If I were married, I'd be less committed to my wife than to this startup
(which may be a reason I'm _not_ married, now that I think about it).

But, realistically, I don't have the capital reserves to just quit, and work
on it full-time, so that simply is not an option. No amount of philosophizing,
or Monday morning quarterbacking or commentary from the peanut gallery can
change that. But if anybody thinks I'm not committed to this, I have two words
for them...

 _I am not saying you should raise money. I bootstrapped my company and am
very proud of it._

And if you aren't sitting on a big pile of capital already, you have two
choices: Go out and raise a round, or fund via your salary. And going out and
raising money has a lot of disadvantages, not the least of which is that every
minute you spend chasing investors is a minute you're _not_ working on the
product, talking to customers, doing market research, writing marketing
content, looking for partners and affiliates, or any of a zillion other things
you could be doing to advance your cause.
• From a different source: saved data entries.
//! Lexical modes for the single-pass scanner.

/// The scanner's current interpretation context.
///
/// Exactly one variant is active at any cursor position, so contradictory
/// mode combinations (inside a string *and* a regex, say) cannot be
/// represented, only sequenced.
#[derive(Debug, Clone, Copy, PartialEq, Eq)]
pub(crate) enum ScanState {
    /// Ordinary code: whitespace collapses and comments are stripped.
    Normal,
    /// Inside a string literal opened by the given quote (`"`, `'` or a
    /// backtick). Content is copied verbatim.
    InString(char),
    /// Inside a `//` comment; nothing reaches the output until the next
    /// newline.
    InLineComment,
    /// Inside a `/* ... */` comment; nothing reaches the output until the
    /// closing `*/`.
    InBlockComment,
    /// Inside a regex literal; content is copied verbatim until the first
    /// unescaped `/`. Character classes are not special-cased, so the
    /// bracketed slash in `/[/]/` already closes the literal.
    InRegex,
}

impl ScanState {
    /// The construct left open when a scan ends in this state, if any.
    pub(crate) fn open_construct(self) -> Option<OpenConstruct> {
        match self {
            ScanState::Normal => None,
            ScanState::InString(quote) => Some(OpenConstruct::String { quote }),
            ScanState::InLineComment => Some(OpenConstruct::LineComment),
            ScanState::InBlockComment => Some(OpenConstruct::BlockComment),
            ScanState::InRegex => Some(OpenConstruct::Regex),
        }
    }
}

/// The construct a scan was still inside when the input ran out.
#[derive(Debug, Clone, Copy, PartialEq, Eq)]
#[cfg_attr(feature = "serde", derive(serde::Serialize))]
pub enum OpenConstruct {
    /// An unterminated string literal, with its opening quote character.
    String {
        /// The quote that opened the literal: `"`, `'` or a backtick.
        quote: char,
    },
    /// A `//` comment not followed by a newline (common on the last line of
    /// a file).
    LineComment,
    /// An unterminated `/* ... */` comment.
    BlockComment,
    /// An unterminated regex literal.
    Regex,
}
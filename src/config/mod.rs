//! Host-specific parameters needed to decode pseudo-filesystem data.
//!
//! The readers never probe the host themselves: kernel tick rate, page size,
//! the wall-clock time of boot and the mount points are resolved once, here,
//! and handed to the readers at construction.

mod error;

use std::ffi::OsString;
use std::path::{Path, PathBuf};
use std::time::{SystemTime, UNIX_EPOCH};

pub use error::{Error, Result};

use crate::fsutil;

pub const PROC_PATH_VAR: &str = "PODSTAT_PROC_PATH";
pub const SYSFS_PATH_VAR: &str = "PODSTAT_SYSFS_PATH";
pub const KERNEL_TICKS_PER_SECOND_VAR: &str = "PODSTAT_KERNEL_TICKS_PER_SECOND";
pub const PAGE_SIZE_VAR: &str = "PODSTAT_PAGE_SIZE";
pub const CLOCK_REALTIME_OFFSET_VAR: &str = "PODSTAT_CLOCK_REALTIME_OFFSET_NS";

const DEFAULT_PROC_PATH: &str = "/proc";
const DEFAULT_SYSFS_PATH: &str = "/sys/fs";
/// `USER_HZ` on every mainstream Linux architecture.
const DEFAULT_KERNEL_TICKS_PER_SECOND: u64 = 100;
pub const DEFAULT_PAGE_SIZE: u64 = 4096;

const NANOS_PER_SECOND: u64 = 1_000_000_000;

/// Resolved configuration shared by the proc and cgroup readers.
#[derive(Debug, Clone, PartialEq, Eq)]
pub struct Config {
    proc_path: PathBuf,
    sysfs_path: PathBuf,
    kernel_ticks_per_second: u64,
    page_size: u64,
    clock_realtime_offset_ns: u64,
}

impl Config {
    /// Creates a configuration from already resolved values.
    ///
    /// # Errors
    ///
    /// Returns [`Error::Zero`] if `kernel_ticks_per_second` or `page_size` is zero.
    pub fn new(
        proc_path: impl Into<PathBuf>,
        sysfs_path: impl Into<PathBuf>,
        kernel_ticks_per_second: u64,
        page_size: u64,
        clock_realtime_offset_ns: u64,
    ) -> Result<Self> {
        if kernel_ticks_per_second == 0 {
            return Err(Error::Zero {
                name: "kernel_ticks_per_second",
            });
        }
        if page_size == 0 {
            return Err(Error::Zero { name: "page_size" });
        }

        Ok(Self {
            proc_path: proc_path.into(),
            sysfs_path: sysfs_path.into(),
            kernel_ticks_per_second,
            page_size,
            clock_realtime_offset_ns,
        })
    }

    /// Builds the configuration from `PODSTAT_*` environment variables.
    ///
    /// Unset variables fall back to the defaults of a regular Linux host. When
    /// no clock offset is given, it is derived from `<proc>/uptime`.
    ///
    /// # Errors
    ///
    /// Returns [`Error::InvalidValue`] for a variable that is not a number,
    /// [`Error::Zero`] for a zero tick rate or page size, and the errors of
    /// [`clock_realtime_offset_ns`] when the offset has to be derived.
    pub fn from_env() -> Result<Self> {
        Self::from_lookup(|var| std::env::var_os(var))
    }

    fn from_lookup(lookup: impl Fn(&'static str) -> Option<OsString>) -> Result<Self> {
        let proc_path = lookup(PROC_PATH_VAR)
            .map(PathBuf::from)
            .unwrap_or_else(|| PathBuf::from(DEFAULT_PROC_PATH));
        let sysfs_path = lookup(SYSFS_PATH_VAR)
            .map(PathBuf::from)
            .unwrap_or_else(|| PathBuf::from(DEFAULT_SYSFS_PATH));

        let kernel_ticks_per_second = parse_var(&lookup, KERNEL_TICKS_PER_SECOND_VAR)?
            .unwrap_or(DEFAULT_KERNEL_TICKS_PER_SECOND);
        let page_size = parse_var(&lookup, PAGE_SIZE_VAR)?.unwrap_or(DEFAULT_PAGE_SIZE);
        let clock_realtime_offset_ns = match parse_var(&lookup, CLOCK_REALTIME_OFFSET_VAR)? {
            Some(offset) => offset,
            None => clock_realtime_offset_ns(&proc_path)?,
        };

        Self::new(
            proc_path,
            sysfs_path,
            kernel_ticks_per_second,
            page_size,
            clock_realtime_offset_ns,
        )
    }

    pub fn proc_path(&self) -> &Path {
        &self.proc_path
    }

    pub fn sysfs_path(&self) -> &Path {
        &self.sysfs_path
    }

    pub fn kernel_ticks_per_second(&self) -> u64 {
        self.kernel_ticks_per_second
    }

    pub fn page_size(&self) -> u64 {
        self.page_size
    }

    pub fn clock_realtime_offset_ns(&self) -> u64 {
        self.clock_realtime_offset_ns
    }

    /// Nanoseconds per kernel tick, `1e9 / kernel_ticks_per_second`.
    pub fn ns_per_kernel_tick(&self) -> u64 {
        NANOS_PER_SECOND / self.kernel_ticks_per_second
    }
}

fn parse_var(
    lookup: &impl Fn(&'static str) -> Option<OsString>,
    var: &'static str,
) -> Result<Option<u64>> {
    let Some(raw) = lookup(var) else {
        return Ok(None);
    };
    let value = raw.to_string_lossy();
    value
        .trim()
        .parse::<u64>()
        .map(Some)
        .map_err(|_| Error::InvalidValue {
            var,
            value: value.into_owned(),
        })
}

/// Derives the wall-clock time of boot in nanoseconds since the UNIX epoch.
///
/// Process start times are reported relative to boot; adding this offset turns
/// them into wall-clock timestamps. The offset is `now - uptime`, with uptime
/// read from the first field of `<proc_path>/uptime`.
///
/// # Errors
///
/// - [`Error::FileOpen`] if the uptime file cannot be read.
/// - [`Error::InvalidUptime`] if its first field is not a number of seconds.
/// - [`Error::Clock`] if the system clock is set before the epoch.
pub fn clock_realtime_offset_ns(proc_path: impl AsRef<Path>) -> Result<u64> {
    let path = proc_path.as_ref().join("uptime");
    let content = fsutil::read_to_string(&path)?;
    let uptime_ns = parse_uptime_ns(&content).ok_or_else(|| Error::InvalidUptime {
        path: path.clone(),
        content: content.trim().to_string(),
    })?;

    let now_ns = SystemTime::now().duration_since(UNIX_EPOCH)?.as_nanos();
    let now_ns = u64::try_from(now_ns).unwrap_or(u64::MAX);
    Ok(now_ns.saturating_sub(uptime_ns))
}

/// Parses the `<seconds>.<hundredths>` uptime field into nanoseconds.
fn parse_uptime_ns(content: &str) -> Option<u64> {
    let field = content.split_whitespace().next()?;
    let (secs, frac) = field.split_once('.').unwrap_or((field, ""));
    let secs = secs.parse::<u64>().ok()?;

    let mut frac_ns = 0u64;
    let mut scale = NANOS_PER_SECOND / 10;
    for digit in frac.chars().take(9) {
        frac_ns += u64::from(digit.to_digit(10)?) * scale;
        scale /= 10;
    }

    secs.checked_mul(NANOS_PER_SECOND)?.checked_add(frac_ns)
}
 _It is hard to argue that spending 40+ hours in a week on something other
than you startup shows you are committed to your startup. You are committed to
making money and then working on your startup._

First of all, I don't _need_ to "show" anybody that I'm committed to my
startup. All this back and forth banter is amusing, but in the end, the only
opinions that matter are those of myself and my cofounder, and the people we
are selling to.

And who are you to tell somebody else what they are committed to? Fuck that...
I'm committed to paying my rent, and putting food on the table, just because
those are prerequisites to everything else. Beyond that, my dayjob salary is
just seed funding for the startup.

------
yumraj
Of all the things that can be called to be in a bubble, I think this one is
the most ridiculous one. What does it even mean to call it a side project
bubble? Is it going to burst at some point, I _really_ hope not.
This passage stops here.